[Saved data entries]
- Opening Delimiter -

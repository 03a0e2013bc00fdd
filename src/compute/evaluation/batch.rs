//! External evaluator process, run once per batch of candidates.
//!
//! For every batch the dispatcher writes one input file per candidate, lists
//! them in a list file and runs the configured command with the input paths
//! as arguments. The command must write one line per candidate, in order, to
//! the output file: the fitness components followed by an optional
//! description. A trailing `#stop` line asks the run to end.

use std::fs;
use std::io;
use std::path::{Path, PathBuf};
use std::process::Command;
use std::sync::Arc;

use log::{debug, info, warn};
use rayon::prelude::*;

use crate::schema::{BatchConfig, Fitness};

use super::backend::{ProgressFn, check_fitness};
use super::{Candidate, DispatchItem, EvaluationBackend, EvaluationContext, EvaluationError};

/// Marker line requesting the end of the run.
pub const STOP_MARKER: &str = "#stop";

/// Environment variable holding the space-separated input paths.
pub const ENV_OFFSPRING: &str = "EVALUATOR_OFFSPRING";

/// Environment variable holding the output path.
pub const ENV_FITNESS_FILE: &str = "EVALUATOR_FITNESS_FILE";

pub struct BatchDispatcher<C> {
    config: BatchConfig,
    batch_size: usize,
    components: usize,
    context: Arc<EvaluationContext<C>>,
    queue: Vec<DispatchItem<C>>,
}

impl<C: Candidate> BatchDispatcher<C> {
    pub fn new(
        config: BatchConfig,
        batch_size: usize,
        components: usize,
        context: Arc<EvaluationContext<C>>,
    ) -> Self {
        Self {
            config,
            batch_size: batch_size.max(1),
            components,
            context,
            queue: Vec::new(),
        }
    }

    /// Items waiting for the next flush.
    pub fn queued(&self) -> usize {
        self.queue.len()
    }

    fn run_batch(&self, batch: &[DispatchItem<C>]) -> Result<(), EvaluationError> {
        let inputs: Vec<PathBuf> = batch
            .iter()
            .map(|item| self.config.input_path(item.candidate.id()))
            .collect();

        batch
            .par_iter()
            .zip(inputs.par_iter())
            .try_for_each(|(item, path)| {
                fs::write(path, item.candidate.to_code()).map_err(|source| EvaluationError::Io {
                    path: path.clone(),
                    source,
                })
            })?;

        let output = &self.config.output_file;
        remove_if_present(output);

        let listed: Vec<String> = inputs.iter().map(|p| p.display().to_string()).collect();
        let mut list = listed.join("\n");
        list.push('\n');
        fs::write(&self.config.list_file, list).map_err(|source| EvaluationError::Io {
            path: self.config.list_file.clone(),
            source,
        })?;

        debug!(
            "Running {} on {} candidates",
            self.config.command.display(),
            batch.len()
        );
        let status = Command::new(&self.config.command)
            .args(&self.config.arguments)
            .args(&inputs)
            .envs([
                (ENV_OFFSPRING, listed.join(" ")),
                (ENV_FITNESS_FILE, output.display().to_string()),
            ])
            .status()
            .map_err(|source| EvaluationError::Spawn {
                command: self.config.command.clone(),
                source,
            })?;
        if !status.success() {
            warn!(
                "Evaluator {} exited with {}",
                self.config.command.display(),
                status
            );
        }

        let results = self.read_results(batch.len());
        self.cleanup(&inputs);
        let (results, stop) = results?;

        for (item, fitness) in batch.iter().zip(&results) {
            check_fitness(&item.phenotype, fitness, self.components)?;
        }
        if stop {
            info!("Evaluator requested the end of the run");
            self.context.request_stop();
        }

        let mut cache = self.context.lock_cache();
        for (item, fitness) in batch.iter().zip(results) {
            item.complete(&mut cache, fitness);
        }
        Ok(())
    }

    /// Parse `expected` result lines and look for a stop request after them.
    fn read_results(&self, expected: usize) -> Result<(Vec<Fitness>, bool), EvaluationError> {
        let output = &self.config.output_file;
        let text = fs::read_to_string(output).map_err(|source| match source.kind() {
            io::ErrorKind::NotFound => EvaluationError::MissingOutput(output.clone()),
            _ => EvaluationError::Io {
                path: output.clone(),
                source,
            },
        })?;

        let mut lines = text.lines().filter(|l| !l.trim().is_empty());
        let mut results = Vec::with_capacity(expected);
        for found in 0..expected {
            let line = lines
                .next()
                .ok_or(EvaluationError::UnexpectedEnd { expected, found })?;
            results.push(parse_fitness_line(line, self.components)?);
        }

        let stop = lines.any(|l| l.trim_start().starts_with(STOP_MARKER));
        Ok((results, stop))
    }

    fn cleanup(&self, inputs: &[PathBuf]) {
        remove_if_present(&self.config.output_file);
        remove_if_present(&self.config.list_file);
        if self.config.remove_temporary_files {
            inputs.par_iter().for_each(|path| remove_if_present(path));
        }
    }
}

fn remove_if_present(path: &Path) {
    if path.exists() {
        if let Err(e) = fs::remove_file(path) {
            warn!("Could not remove {}: {}", path.display(), e);
        }
    }
}

/// Parse one result line: exactly `components` numbers, then an optional
/// free-text description.
pub fn parse_fitness_line(line: &str, components: usize) -> Result<Fitness, EvaluationError> {
    let malformed = |reason: String| EvaluationError::MalformedLine {
        line: line.to_string(),
        reason,
    };

    let mut tokens = line.split_whitespace();
    let mut values = Vec::with_capacity(components);
    for found in 0..components {
        let token = tokens
            .next()
            .ok_or_else(|| malformed(format!("expected {} values, found {}", components, found)))?;
        let value: f64 = token
            .parse()
            .map_err(|e| malformed(format!("{:?} is not a number: {}", token, e)))?;
        if !value.is_finite() {
            return Err(malformed(format!("{:?} is not finite", token)));
        }
        values.push(value);
    }

    let description = tokens.collect::<Vec<_>>().join(" ");
    Ok(Fitness {
        values,
        description,
    })
}

impl<C: Candidate> EvaluationBackend<C> for BatchDispatcher<C> {
    fn name(&self) -> &'static str {
        "batch"
    }

    fn submit(&mut self, item: DispatchItem<C>) {
        self.queue.push(item);
    }

    fn flush(&mut self, progress: &mut ProgressFn<'_>) -> Result<(), EvaluationError> {
        let queue = std::mem::take(&mut self.queue);
        let total = queue.len();
        let mut done = 0;

        let mut batches = queue.chunks(self.batch_size);
        while let Some(batch) = batches.next() {
            if let Err(err) = self.run_batch(batch) {
                let mut cache = self.context.lock_cache();
                for item in batch.iter().chain(batches.by_ref().flatten()) {
                    cache.abandon(&item.phenotype);
                }
                return Err(err);
            }
            done += batch.len();
            progress(done as f64 / total as f64);
        }
        Ok(())
    }

    fn worker_count(&self) -> usize {
        self.batch_size
    }

    fn set_worker_count(&mut self, count: usize) -> Result<(), EvaluationError> {
        if count == 0 {
            warn!("Batch size must be positive, using 1");
        }
        self.batch_size = count.max(1);
        Ok(())
    }
}

#[cfg(all(test, unix))]
mod tests {
    use super::*;
    use crate::compute::evaluation::EvaluationCache;
    use crate::compute::evaluation::candidate::testing::TestCandidate;
    use tempfile::TempDir;

    /// Scores every candidate by the length of its input file.
    const LENGTH_EVALUATOR: &str = r#"
: > "$EVALUATOR_FITNESS_FILE"
for f in "$@"; do
  n=$(wc -c < "$f" | tr -d ' ')
  echo "$n len$n" >> "$EVALUATOR_FITNESS_FILE"
done
"#;

    struct Fixture {
        dir: TempDir,
        context: Arc<EvaluationContext<TestCandidate>>,
    }

    impl Fixture {
        fn new() -> Self {
            Self {
                dir: tempfile::tempdir().unwrap(),
                context: Arc::new(EvaluationContext::new(EvaluationCache::new(100))),
            }
        }

        fn dispatcher(&self, script: &str, batch_size: usize) -> BatchDispatcher<TestCandidate> {
            let script_path = self.dir.path().join("evaluate.sh");
            fs::write(&script_path, script).unwrap();

            let config = BatchConfig {
                arguments: vec![script_path.display().to_string()],
                input_pattern: self.dir.path().join("cand_%s.in").display().to_string(),
                output_file: self.dir.path().join("fitness.out"),
                list_file: self.dir.path().join("list.txt"),
                remove_temporary_files: true,
                ..BatchConfig::new("sh")
            };
            BatchDispatcher::new(config, batch_size, 1, Arc::clone(&self.context))
        }

        fn submit(
            &self,
            dispatcher: &mut BatchDispatcher<TestCandidate>,
            id: &str,
            phenotype: &str,
        ) -> Arc<TestCandidate> {
            let candidate = Arc::new(TestCandidate::new(id, phenotype));
            let mut cache = self.context.lock_cache();
            if cache.evaluate(&candidate) == crate::compute::evaluation::Lookup::Forward {
                dispatcher.submit(DispatchItem::new(Arc::clone(&candidate)));
            }
            candidate
        }
    }

    #[test]
    fn test_parse_fitness_line() {
        let fitness = parse_fitness_line("1.5 2 best so far", 2).unwrap();
        assert_eq!(fitness.values, vec![1.5, 2.0]);
        assert_eq!(fitness.description, "best so far");

        assert!(matches!(
            parse_fitness_line("1.5", 2),
            Err(EvaluationError::MalformedLine { .. })
        ));
        assert!(matches!(
            parse_fitness_line("x 1", 2),
            Err(EvaluationError::MalformedLine { .. })
        ));
        assert!(parse_fitness_line("inf", 1).is_err());
    }

    #[test]
    fn test_batches_resolve_candidates() {
        let fixture = Fixture::new();
        let mut dispatcher = fixture.dispatcher(LENGTH_EVALUATOR, 2);

        let a = fixture.submit(&mut dispatcher, "1", "abc");
        let b = fixture.submit(&mut dispatcher, "2", "abcdef");
        let c = fixture.submit(&mut dispatcher, "3", "a");
        let waiter = fixture.submit(&mut dispatcher, "4", "abc");
        assert_eq!(dispatcher.queued(), 3);

        let mut reports = Vec::new();
        dispatcher.flush(&mut |fraction| reports.push(fraction)).unwrap();

        assert_eq!(a.fitness().get().unwrap().values, vec![3.0]);
        assert_eq!(a.fitness().get().unwrap().description, "len3");
        assert_eq!(b.fitness().get().unwrap().values, vec![6.0]);
        assert_eq!(c.fitness().get().unwrap().values, vec![1.0]);
        assert_eq!(waiter.fitness().get().unwrap().values, vec![3.0]);
        assert_eq!(reports.len(), 2);
        assert_eq!(reports.last(), Some(&1.0));

        assert!(!fixture.dir.path().join("cand_1.in").exists());
        assert!(!fixture.dir.path().join("fitness.out").exists());
        assert!(!fixture.dir.path().join("list.txt").exists());
        assert!(!fixture.context.stop_requested());
    }

    #[test]
    fn test_stop_marker() {
        let fixture = Fixture::new();
        let script = format!("{}\necho '#stop' >> \"$EVALUATOR_FITNESS_FILE\"\n", LENGTH_EVALUATOR);
        let mut dispatcher = fixture.dispatcher(&script, 4);
        let a = fixture.submit(&mut dispatcher, "1", "ab");
        dispatcher.flush(&mut |_| {}).unwrap();

        assert_eq!(a.fitness().get().unwrap().values, vec![2.0]);
        assert!(fixture.context.stop_requested());
    }

    #[test]
    fn test_negative_component_is_fatal() {
        let fixture = Fixture::new();
        let mut dispatcher =
            fixture.dispatcher("echo '-1' > \"$EVALUATOR_FITNESS_FILE\"\n", 4);
        let a = fixture.submit(&mut dispatcher, "1", "ab");

        let result = dispatcher.flush(&mut |_| {});
        assert!(matches!(
            result,
            Err(EvaluationError::NegativeComponent { index: 0, .. })
        ));
        assert!(!a.fitness().is_set());
        assert!(!fixture.context.lock_cache().contains("ab"));
    }

    #[test]
    fn test_missing_output_is_fatal() {
        let fixture = Fixture::new();
        let mut dispatcher = fixture.dispatcher("exit 3\n", 4);
        fixture.submit(&mut dispatcher, "1", "ab");
        assert!(matches!(
            dispatcher.flush(&mut |_| {}),
            Err(EvaluationError::MissingOutput(_))
        ));
    }

    #[test]
    fn test_unreadable_output_is_io_error() {
        let fixture = Fixture::new();
        let mut dispatcher =
            fixture.dispatcher("printf '\\377\\376\\n' > \"$EVALUATOR_FITNESS_FILE\"\n", 4);
        fixture.submit(&mut dispatcher, "1", "ab");
        assert!(matches!(
            dispatcher.flush(&mut |_| {}),
            Err(EvaluationError::Io { .. })
        ));
    }

    #[test]
    fn test_short_output_is_fatal() {
        let fixture = Fixture::new();
        let mut dispatcher = fixture.dispatcher("echo 1 > \"$EVALUATOR_FITNESS_FILE\"\n", 4);
        fixture.submit(&mut dispatcher, "1", "ab");
        fixture.submit(&mut dispatcher, "2", "cd");
        assert!(matches!(
            dispatcher.flush(&mut |_| {}),
            Err(EvaluationError::UnexpectedEnd {
                expected: 2,
                found: 1
            })
        ));
    }
}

- Closing Delimiter -

EXERCISE GOAL:
The number of lines in the data holding the string "them" is the whole answer.

ANSWER:
2